A presença do cantor e compositor baiano Giovani Cidreira deu início a shows que marcam a música contemporânea no Brasil de matriz afro. Um corpo negro, que pisava repetidas vezes com seu tênis de cano alto, nos dizia: “Estou aqui”. Um protesto à altura de versos que atravessam o território particular do artista, aproximando-se dos tormentos de qualquer ouvinte. “Já já eu me jogo nos braços de vocês”, brincou Giovani ao convidar uma plateia ainda tímida para se aproximar ao palco. O gelo logo foi quebrado com a sua canção Pássaro prata, entre as mais conhecidas pelo seu público. Vibraram. O entrosamento foi tanto, que até se viu o músico tomar um gole da bebida de uma pessoa da plateia.

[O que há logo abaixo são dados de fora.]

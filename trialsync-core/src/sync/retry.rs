// SPDX-FileCopyrightText: 2026 Mattia Egloff <mattia.egloff@pm.me>
//
// SPDX-License-Identifier: GPL-3.0-or-later

//! Retry policy for transient delivery failures.

use std::time::Duration;

use time::OffsetDateTime;

/// Bounded exponential backoff.
///
/// After the n-th failed attempt the next one is scheduled
/// `base_backoff * 2^(n-1)` later, capped at `max_backoff`. Once
/// `max_attempts` attempts have failed the event is stalled.
#[derive(Debug, Clone, Copy, PartialEq, Eq)]
pub struct RetryPolicy {
    pub max_attempts: u32,
    pub base_backoff: Duration,
    pub max_backoff: Duration,
}

impl Default for RetryPolicy {
    fn default() -> Self {
        RetryPolicy {
            max_attempts: 5,
            base_backoff: Duration::from_secs(2),
            max_backoff: Duration::from_secs(300),
        }
    }
}

impl RetryPolicy {
    /// Delay before the next attempt after `failed_attempts` failures.
    pub fn backoff(&self, failed_attempts: u32) -> Duration {
        let multiplier = 2u32.saturating_pow(failed_attempts.saturating_sub(1));
        self.base_backoff
            .saturating_mul(multiplier)
            .min(self.max_backoff)
    }

    /// When to try again after `failed_attempts` failures, or `None` once the
    /// attempt budget is spent.
    pub fn next_attempt(
        &self,
        now: OffsetDateTime,
        failed_attempts: u32,
    ) -> Option<OffsetDateTime> {
        if failed_attempts >= self.max_attempts {
            return None;
        }
        Some(now + self.backoff(failed_attempts))
    }
}
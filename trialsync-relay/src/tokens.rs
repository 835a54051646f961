// SPDX-FileCopyrightText: 2026 Mattia Egloff <mattia.egloff@pm.me>
//
// SPDX-License-Identifier: GPL-3.0-or-later

//! Token Registry
//!
//! Opaque bearer token ids mapped to the patient they were issued for.
//! Revocation is permanent.

use std::sync::Arc;

use rusqlite::{params, Connection, OptionalExtension};
use time::OffsetDateTime;

use crate::db::{to_instant, RelayDb};
use crate::error::RelayError;

/// What a presented token id resolves to.
#[derive(Debug, Clone, PartialEq, Eq)]
pub enum TokenStatus {
    Active {
        patient_id: String,
    },
    Revoked {
        patient_id: String,
        revoked_at: OffsetDateTime,
    },
    Unknown,
}

/// Issues, resolves and revokes token ids.
#[derive(Clone)]
pub struct TokenRegistry {
    db: Arc<RelayDb>,
}

impl TokenRegistry {
    pub fn new(db: Arc<RelayDb>) -> Self {
        TokenRegistry { db }
    }

    /// Issues a fresh token id for `patient_id`.
    pub fn issue(&self, patient_id: &str, at: OffsetDateTime) -> Result<String, RelayError> {
        Ok(insert_token(&self.db.conn(), patient_id, at)?)
    }

    pub fn resolve(&self, token_id: &str) -> Result<TokenStatus, RelayError> {
        let row = self
            .db
            .conn()
            .query_row(
                "SELECT patient_id, revoked_at FROM tokens WHERE token_id = ?1",
                params![token_id],
                |row| Ok((row.get::<_, String>(0)?, row.get::<_, Option<i64>>(1)?)),
            )
            .optional()?;

        Ok(match row {
            None => TokenStatus::Unknown,
            Some((patient_id, None)) => TokenStatus::Active { patient_id },
            Some((patient_id, Some(revoked_at))) => TokenStatus::Revoked {
                patient_id,
                revoked_at: to_instant(revoked_at)?,
            },
        })
    }

    /// Revokes `token_id`. Returns `false` for unknown ids. Revoking twice
    /// keeps the first revocation time.
    pub fn revoke(&self, token_id: &str, at: OffsetDateTime) -> Result<bool, RelayError> {
        let conn = self.db.conn();
        let known: bool = conn.query_row(
            "SELECT EXISTS(SELECT 1 FROM tokens WHERE token_id = ?1)",
            params![token_id],
            |row| row.get(0),
        )?;
        if !known {
            return Ok(false);
        }
        conn.execute(
            "UPDATE tokens SET revoked_at = ?2 WHERE token_id = ?1 AND revoked_at IS NULL",
            params![token_id, at.unix_timestamp()],
        )?;
        Ok(true)
    }
}

pub(crate) fn insert_token(
    conn: &Connection,
    patient_id: &str,
    at: OffsetDateTime,
) -> rusqlite::Result<String> {
    let token_id = uuid::Uuid::new_v4().to_string();
    conn.execute(
        "INSERT INTO tokens (token_id, patient_id, issued_at) VALUES (?1, ?2, ?3)",
        params![token_id, patient_id, at.unix_timestamp()],
    )?;
    Ok(token_id)
}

Num discurso politizado, a cantora Xênia França, também parte da nova cena baiana, mas radicada em São Paulo, deu continuidade à energia da noite. Apropriação cultural e empoderamento do povo negro foram questões que permearam a sua apresentação. Na plateia, ouviam-se elogios a uma beleza completa. Com seus longos cabelos crespos, o figurino brilhava, sua performance no palco também. Desta vez, um público mais cheio pareceu ter esquecido do frio. “Aqui é o lugar que eu mais me sinto amada”, confessou em meio a um repertório com as conhecidas Pra que me chamas?, na abertura, Minha história e Miragem, com direito a um sincronizado estalar de dedos entre ela e a plateia.

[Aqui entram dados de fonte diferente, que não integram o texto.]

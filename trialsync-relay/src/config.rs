// SPDX-FileCopyrightText: 2026 Mattia Egloff <mattia.egloff@pm.me>
//
// SPDX-License-Identifier: GPL-3.0-or-later

//! Relay Configuration
//!
//! Read from `TRIALSYNC_*` environment variables with defaults.

use std::net::SocketAddr;
use std::path::PathBuf;

/// Where relay state is kept.
#[derive(Debug, Clone, Copy, PartialEq, Eq)]
pub enum StorageBackend {
    /// Lost on restart; for tests and demos.
    Memory,
    /// SQLite files under `data_dir`.
    Sqlite,
}

impl StorageBackend {
    fn parse(s: &str) -> Option<Self> {
        match s.to_ascii_lowercase().as_str() {
            "memory" => Some(StorageBackend::Memory),
            "sqlite" => Some(StorageBackend::Sqlite),
            _ => None,
        }
    }
}

/// Relay server configuration.
#[derive(Debug, Clone, PartialEq, Eq)]
pub struct RelayConfig {
    pub listen_addr: SocketAddr,
    pub data_dir: PathBuf,
    pub storage_backend: StorageBackend,
    /// Bearer token required by `/metrics`; open when unset.
    pub metrics_token: Option<String>,
    /// Bearer token of the enrollment and revocation endpoints; those
    /// endpoints refuse every request when unset.
    pub admin_token: Option<String>,
    /// Maximum events per upload.
    pub max_batch: usize,
}

impl Default for RelayConfig {
    fn default() -> Self {
        RelayConfig {
            listen_addr: SocketAddr::from(([0, 0, 0, 0], 8080)),
            data_dir: PathBuf::from("./data"),
            storage_backend: StorageBackend::Sqlite,
            metrics_token: None,
            admin_token: None,
            max_batch: 500,
        }
    }
}

impl RelayConfig {
    /// Loads configuration from the process environment.
    pub fn from_env() -> Self {
        Self::from_lookup(|key| std::env::var(key).ok())
    }

    /// Loads configuration through `lookup`, falling back to defaults for
    /// missing or unparsable values.
    pub fn from_lookup(lookup: impl Fn(&str) -> Option<String>) -> Self {
        let defaults = RelayConfig::default();

        let listen_addr = lookup("TRIALSYNC_LISTEN_ADDR")
            .and_then(|v| parse_or_warn("TRIALSYNC_LISTEN_ADDR", &v, |v| v.parse().ok()))
            .unwrap_or(defaults.listen_addr);
        let data_dir = lookup("TRIALSYNC_DATA_DIR")
            .map(PathBuf::from)
            .unwrap_or(defaults.data_dir);
        let storage_backend = lookup("TRIALSYNC_STORAGE")
            .and_then(|v| parse_or_warn("TRIALSYNC_STORAGE", &v, StorageBackend::parse))
            .unwrap_or(defaults.storage_backend);
        let max_batch = lookup("TRIALSYNC_MAX_BATCH")
            .and_then(|v| {
                parse_or_warn("TRIALSYNC_MAX_BATCH", &v, |v| {
                    v.parse::<usize>().ok().filter(|n| *n > 0)
                })
            })
            .unwrap_or(defaults.max_batch);

        RelayConfig {
            listen_addr,
            data_dir,
            storage_backend,
            metrics_token: lookup("TRIALSYNC_METRICS_TOKEN").filter(|t| !t.is_empty()),
            admin_token: lookup("TRIALSYNC_ADMIN_TOKEN").filter(|t| !t.is_empty()),
            max_batch,
        }
    }
}

fn parse_or_warn<T>(key: &str, value: &str, parse: impl Fn(&str) -> Option<T>) -> Option<T> {
    let parsed = parse(value);
    if parsed.is_none() {
        tracing::warn!(key, value, "ignoring invalid configuration value");
    }
    parsed
}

Carisma de Xênia França aqueceu o Palco Pop. Foto: Jan Ribeiro/Secult-Fundarpe

Em direção ao Palco Mestre Dominguinhos, o principal do festival, foi possível prestigiar a mistura de arrocha e pagode baiano com música eletrônica da banda Àttøøxxá. O som autoral de uma nova safra de artistas independentes vem dominando o festival nos últimos anos, como é o caso da Baiana System, que se apresentou na edição passada. Um dos principais atrativos da banda é o estilo híbrido, que bebe de fontes da cultura da Bahia (presença da guitarra baiana), da África (percussão) e da Jamaica (sistemas de sound system), caminho que tem inspirado também outros grupos baianos, como é o caso do Àttøøxxá.

Neste ano, aliás, estes músicos também marcaram o discurso de ascensão do povo negro aos espaços culturais, o que antes era ecoado apenas nas periferias, bem como relembraram o lugar que ocupavam quando o sonho ainda parecia distante: “Nós vimos Nação Zumbi tocar nesse palco, hoje nós estamos tocando com os caras”. Para encerrar o show, o refrão "é som de preto,/ de favelado,/ mas quando toca ninguém fica parado” reverberou pela praça junto ao público.

“Você é preto! Você é preto! Você é preto!...”, grita o ator Wagner Moura a Lázaro Ramos, no filme Ó paí, ó (2007). A cena foi transmitida no telão atrás de Emicida, durante seu show. As luzes foram apagadas e o rapper se colocou de pé, nos encarando, provocando uma reação. A impactante letra da música Boa esperança foi a resposta.


Público de Emicida no FIG 2018. Foto: Felipe Souto Maior/Secult-Fundarpe

Assim como ela, outras faixas do seu disco Sobre crianças, quadris, pesadelos e lições de casa, inspirado numa viagem do artista ao continente africano, fizeram parte do repertório. Para encerrar, um público que se espremia na grade estirou o dedo indicador da mão e pediu por Mandume. Mas antes, entre a fala sobre o que o inspirou na escrita da letra, soltou um: “Nós gosta do nosso cabelo igual à nossa autoestima, pra cima”. Foi ovacionado.

A banda pernambucana Nação Zumbi fechou a noite, fazendo ecoar outras manifestações da matriz africana nos dias de hoje.

O FIG trouxe “um viva à liberdade” de um povo que sempre foi silenciado, reduzido a coadjuvante em uma história em que, na realidade, é protagonista. Pouco a pouco, a cultura negra se torna visível. Para completar, Emicida: “Nós quer ser dono do circo, cansamos da vida de palhaço”.

SAMANTA LIRA é estudante de Jornalismo da Unicap e estagiária da Continente.

*A repórter viajou a Garanhuns a convite do festival, realizado pelo Governo do Estado de Pernambuco.